══ Given data ══
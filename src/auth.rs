/*!
 * # Authentication Module
 *
 * Validates `Proxy-Authorization: Basic` headers against a single fixed
 * credential pair.
 */

use std::collections::HashMap;

use base64::Engine;

use crate::error::{ProxyError, Result};

/// Proxy authentication against one configured credential pair
#[derive(Debug, Clone)]
pub struct ProxyAuth {
    username: String,
    password: String,
}

impl ProxyAuth {
    /// Create an authenticator
    ///
    /// Both fields must be non-empty; construction fails with
    /// `InvalidCredential` otherwise.
    pub fn new(username: impl Into<String>, password: impl Into<String>) -> Result<Self> {
        let username = username.into();
        let password = password.into();
        if username.is_empty() || password.is_empty() {
            return Err(ProxyError::InvalidCredential);
        }
        Ok(Self { username, password })
    }

    /// True iff both values are non-empty and match the configured pair
    pub fn authenticate(&self, username: &str, password: &str) -> bool {
        if username.is_empty() || password.is_empty() {
            return false;
        }
        self.username == username && self.password == password
    }

    /// Check a parsed header map for a valid Basic authorization
    ///
    /// The scheme token is matched case-insensitively; the parameter must
    /// Base64-decode to UTF-8 text of the form `user:pass`. Any decoding
    /// error yields false.
    pub fn is_authorized(&self, headers: &HashMap<String, String>) -> bool {
        let Some(auth_header) = headers.get("Proxy-Authorization") else {
            return false;
        };

        let (scheme, param) = match auth_header.split_once(' ') {
            Some(parts) => parts,
            None => return false,
        };
        if !scheme.eq_ignore_ascii_case("basic") || param.is_empty() {
            return false;
        }

        let decoded = match base64::engine::general_purpose::STANDARD.decode(param) {
            Ok(bytes) => bytes,
            Err(_) => return false,
        };
        let decoded = match String::from_utf8(decoded) {
            Ok(text) => text,
            Err(_) => return false,
        };

        let (username, password) = decoded.split_once(':').unwrap_or((decoded.as_str(), ""));
        self.authenticate(username, password)
    }

    pub fn username(&self) -> &str {
        &self.username
    }

    pub fn password(&self) -> &str {
        &self.password
    }
}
═══
## Required work
An exact copy of the lines from the one holding "valid Basic authorization" through the end of the data is the whole answer.

## Task output
    /// Check a parsed header map for a valid Basic authorization
    ///
    /// The scheme token is matched case-insensitively; the parameter must
    /// Base64-decode to UTF-8 text of the form `user:pass`. Any decoding
    /// error yields false.
    pub fn is_authorized(&self, headers: &HashMap<String, String>) -> bool {
        let Some(auth_header) = headers.get("Proxy-Authorization") else {
            return false;
        };

        let (scheme, param) = match auth_header.split_once(' ') {
            Some(parts) => parts,
            None => return false,
        };
        if !scheme.eq_ignore_ascii_case("basic") || param.is_empty() {
            return false;
        }

        let decoded = match base64::engine::general_purpose::STANDARD.decode(param) {
            Ok(bytes) => bytes,
            Err(_) => return false,
        };
        let decoded = match String::from_utf8(decoded) {
            Ok(text) => text,
            Err(_) => return false,
        };

        let (username, password) = decoded.split_once(':').unwrap_or((decoded.as_str(), ""));
        self.authenticate(username, password)
    }

    pub fn username(&self) -> &str {
        &self.username
    }

    pub fn password(&self) -> &str {
        &self.password
    }
}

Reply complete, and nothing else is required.